# New lobster-esque crustacean discovered



## meyerhaus (Feb 27, 2006)

Check it out: CNN Story about new creature.

It is so unique that it warranted a new family and genus to be created. I am sure that you can buy it for your reef tank for several million dollars!


----------



## Fishfirst (Jan 24, 2005)

weird... I bet its not reef safe


----------



## leveldrummer (May 27, 2005)

crazy... looks like a tick and a monkey did it.


----------



## Osiris (Jan 18, 2005)

:lol: :lol:


----------



## Electric Monk (Sep 6, 2005)

Interesting. I'm guessing the hairs act as a sense organ in place of the eyes.........?????

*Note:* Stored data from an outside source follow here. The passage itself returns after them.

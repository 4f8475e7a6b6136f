//! 画面状態とサービス応答の型定義
//!
//! - PickedAsset: ピッカー/カメラが返した未検証の画像
//! - StagedImage: 検証済みでプレビュー中の画像（常に最大1枚）
//! - ClassificationResult: /predict の応答

use std::fmt;

use serde::de::{MapAccess, Visitor};
use serde::ser::SerializeMap;
use serde::{Deserialize, Deserializer, Serialize, Serializer};

use crate::error::{Error, Result};

/// 画像の取得元
#[derive(Debug, Clone, Copy, PartialEq, Eq, Serialize, Deserialize)]
#[serde(rename_all = "camelCase")]
pub enum ImageSource {
    MediaLibrary,
    Camera,
}

impl ImageSource {
    pub fn as_str(&self) -> &'static str {
        match self {
            ImageSource::MediaLibrary => "media-library",
            ImageSource::Camera => "camera",
        }
    }
}

impl fmt::Display for ImageSource {
    fn fmt(&self, f: &mut fmt::Formatter<'_>) -> fmt::Result {
        f.write_str(self.as_str())
    }
}

/// ピッカーに渡す選択オプション
#[derive(Debug, Clone, Copy, PartialEq)]
pub struct PickerOptions {
    pub single: bool,
    pub allow_editing: bool,
    /// 0.0-1.0
    pub quality: f32,
}

impl Default for PickerOptions {
    fn default() -> Self {
        Self {
            single: true,
            allow_editing: false,
            quality: 1.0,
        }
    }
}

/// ピッカーが返した画像（未検証）
#[derive(Debug, Clone, Default, PartialEq, Eq, Serialize, Deserialize)]
#[serde(rename_all = "camelCase")]
pub struct PickedAsset {
    pub uri: String,
}

impl PickedAsset {
    pub fn new(uri: impl Into<String>) -> Self {
        Self { uri: uri.into() }
    }
}

/// 検証済みの画像
#[derive(Debug, Clone, PartialEq, Eq, Serialize, Deserialize)]
#[serde(rename_all = "camelCase")]
pub struct StagedImage {
    pub uri: String,
    /// 小文字の拡張子 (jpg/jpeg/png)
    pub extension: String,
}

impl StagedImage {
    /// ローカルファイルパス（`file://` を除去）
    pub fn local_path(&self) -> &str {
        self.uri.strip_prefix("file://").unwrap_or(&self.uri)
    }
}

/// クラスごとの確率（受信順を保持）
///
/// 同じキーが複数回現れた場合は最初の位置に最後の値が入る。
#[derive(Debug, Clone, Default, PartialEq)]
pub struct Probabilities(Vec<(String, f64)>);

impl Probabilities {
    pub fn new() -> Self {
        Self(Vec::new())
    }

    pub fn insert(&mut self, label: impl Into<String>, value: f64) {
        let label = label.into();
        match self.0.iter_mut().find(|(existing, _)| *existing == label) {
            Some(entry) => entry.1 = value,
            None => self.0.push((label, value)),
        }
    }

    pub fn get(&self, label: &str) -> Option<f64> {
        self.0.iter().find(|(l, _)| l == label).map(|(_, v)| *v)
    }

    pub fn iter(&self) -> impl Iterator<Item = (&str, f64)> {
        self.0.iter().map(|(l, v)| (l.as_str(), *v))
    }

    pub fn len(&self) -> usize {
        self.0.len()
    }

    pub fn is_empty(&self) -> bool {
        self.0.is_empty()
    }
}

impl<L: Into<String>> FromIterator<(L, f64)> for Probabilities {
    fn from_iter<I: IntoIterator<Item = (L, f64)>>(iter: I) -> Self {
        let mut probabilities = Probabilities::new();
        for (label, value) in iter {
            probabilities.insert(label, value);
        }
        probabilities
    }
}

impl Serialize for Probabilities {
    fn serialize<S: Serializer>(&self, serializer: S) -> std::result::Result<S::Ok, S::Error> {
        let mut map = serializer.serialize_map(Some(self.0.len()))?;
        for (label, value) in &self.0 {
            map.serialize_entry(label, value)?;
        }
        map.end()
    }
}

impl<'de> Deserialize<'de> for Probabilities {
    fn deserialize<D: Deserializer<'de>>(deserializer: D) -> std::result::Result<Self, D::Error> {
        struct ProbabilitiesVisitor;

        impl<'de> Visitor<'de> for ProbabilitiesVisitor {
            type Value = Probabilities;

            fn expecting(&self, f: &mut fmt::Formatter) -> fmt::Result {
                f.write_str("a map of class label to percentage")
            }

            fn visit_map<A: MapAccess<'de>>(self, mut access: A) -> std::result::Result<Self::Value, A::Error> {
                let mut probabilities = Probabilities::new();
                while let Some((label, value)) = access.next_entry::<String, f64>()? {
                    probabilities.insert(label, value);
                }
                Ok(probabilities)
            }
        }

        deserializer.deserialize_map(ProbabilitiesVisitor)
    }
}

/// /predict の応答
#[derive(Debug, Clone, PartialEq, Serialize, Deserialize)]
pub struct ClassificationResult {
    pub predicted_class: String,
    /// 0-100
    pub confidence: f64,
    pub probabilities: Probabilities,
}

impl ClassificationResult {
    /// 応答本文をデコードしてスキーマを検証
    ///
    /// 型の不一致・必須フィールド欠落は `Error::InvalidResponse`。
    pub fn from_json(body: &[u8]) -> Result<Self> {
        serde_json::from_slice(body).map_err(|e| Error::InvalidResponse(e.to_string()))
    }
}
use clap::{Parser, Subcommand};
use std::path::PathBuf;

#[derive(Parser)]
#[command(name = "batikscan")]
#[command(about = "BatikScan - Klasifikasi Batik Nusantara", long_about = None)]
pub struct Cli {
    #[command(subcommand)]
    pub command: Commands,

    /// 詳細ログを出力
    #[arg(short, long, global = true)]
    pub verbose: bool,

    /// 送信先エンドポイント（設定ファイルより優先）
    #[arg(long, global = true)]
    pub endpoint: Option<String>,

    /// パーミッション確認を省略して許可する
    #[arg(short = 'y', long, global = true)]
    pub yes: bool,
}

#[derive(Subcommand)]
pub enum Commands {
    /// ギャラリーから画像を選んで分類
    Classify {
        /// 画像ファイル (jpg/jpeg/png)
        #[arg(required = true)]
        image: PathBuf,

        /// 結果をJSONで出力
        #[arg(long)]
        json: bool,
    },

    /// カメラで撮影して分類
    Capture {
        /// 結果をJSONで出力
        #[arg(long)]
        json: bool,

        /// 撮影のみ（分類しない）
        #[arg(long)]
        no_classify: bool,

        /// 撮影画像の保存先（省略時は一時ディレクトリ）
        #[arg(short, long)]
        output_dir: Option<PathBuf>,
    },

    /// 対話モード（1画面）
    Screen,

    /// 設定を表示/編集
    Config {
        /// エンドポイントを設定
        #[arg(long)]
        set_endpoint: Option<String>,

        /// カメラコマンドを設定（`{output}` が撮影先に置換される）
        #[arg(long)]
        set_camera_command: Option<String>,

        /// 設定を表示
        #[arg(long)]
        show: bool,
    },
}
//! 画面の一時状態
//!
//! 状態は名前付きの遷移でのみ変更する:
//! stage_image / clear_result / begin_submit / end_submit_success / end_submit_failure

use crate::types::{ClassificationResult, StagedImage};

/// 送信中の画像を識別するチケット
#[derive(Debug, Clone, PartialEq, Eq)]
pub struct SubmitTicket {
    pub image: StagedImage,
    generation: u64,
}

#[derive(Debug, Clone, Copy, PartialEq, Eq)]
pub enum SubmitOutcome {
    Stored,
    /// 送信中に別の画像が選ばれたため破棄
    Stale,
}

#[derive(Debug, Clone, Default)]
pub struct ScreenState {
    staged: Option<StagedImage>,
    result: Option<ClassificationResult>,
    busy: bool,
    generation: u64,
}

impl ScreenState {
    pub fn new() -> Self {
        Self::default()
    }

    pub fn staged(&self) -> Option<&StagedImage> {
        self.staged.as_ref()
    }

    pub fn result(&self) -> Option<&ClassificationResult> {
        self.result.as_ref()
    }

    pub fn is_busy(&self) -> bool {
        self.busy
    }

    /// 送信ボタンを押せるか
    pub fn can_submit(&self) -> bool {
        self.staged.is_some() && !self.busy
    }

    /// 新しい画像をセットし、以前の結果を破棄
    pub fn stage_image(&mut self, image: StagedImage) {
        self.staged = Some(image);
        self.generation += 1;
        self.clear_result();
    }

    pub fn clear_result(&mut self) {
        self.result = None;
    }

    /// busy に入る。画像がない、または送信中なら None
    pub fn begin_submit(&mut self) -> Option<SubmitTicket> {
        if self.busy {
            return None;
        }
        let image = self.staged.clone()?;
        self.busy = true;
        self.clear_result();
        Some(SubmitTicket {
            image,
            generation: self.generation,
        })
    }

    pub fn end_submit_success(&mut self, ticket: &SubmitTicket, result: ClassificationResult) -> SubmitOutcome {
        self.busy = false;
        if ticket.generation != self.generation {
            return SubmitOutcome::Stale;
        }
        self.result = Some(result);
        SubmitOutcome::Stored
    }

    /// 差し替え前の画像の失敗は Stale（通知しない）
    pub fn end_submit_failure(&mut self, ticket: &SubmitTicket) -> SubmitOutcome {
        self.busy = false;
        if ticket.generation != self.generation {
            return SubmitOutcome::Stale;
        }
        self.clear_result();
        SubmitOutcome::Stored
    }
}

Saw the blind crab's last year in lanzerote that only exist in one pool, not related at all to the above but.


----------



## fishfreaks (Jan 19, 2005)

MalawianPro said:


> :lol: :lol:


I'm going with MP on this one....:chair:


----------



## TheOldSalt (Jan 28, 2005)

Hey, nifty critter!


----------



## fishn00b (Jun 10, 2005)

He looks kinda scary though. I wonder what he would do if he caught you in his territory.


----------



## meyerhaus (Feb 27, 2006)

leveldrummer said:


> crazy... looks like a tick and a monkey did it.


That is classic! :shock:


----------



## fishfreaks (Jan 19, 2005)

leveldrummer said:


> crazy... looks like a tick and a monkey did it.


More like a tarantula to me


----------



## CVV1 (Oct 7, 2005)

gives me the heeby-jeebies


----------



## cheseboy (Aug 5, 2005)

If I find one of thoes things in my tank, FLUSH!


----------



## fishboy (Feb 26, 2005)

obviously a benthnic creature. The lower in the ocean you go, the more freaks you find. Plus it seems everything down there is white, kinda like blind cave tetras, they've lost all need for pigment. It's so dark down there that the animals have even learned to live without the use of the sun, a marvel in evolution. I've actualy heard of crabs from as far down as the hydrothermic vents being kept in tanks! I wonder if they'll be able to keep these(?). Well I've added to much knowledge to this post so I'll sum it up...Cool Lobster!!!


----------



## CVV1 (Oct 7, 2005)

They had a jke on Jay Leno " Scientists found a new lobster-like creature with little blonde hair-like strands. Scientist say its like a nowmal lobster just stupider" for those who dont get it BLONDE hairlike strustures. No offence


----------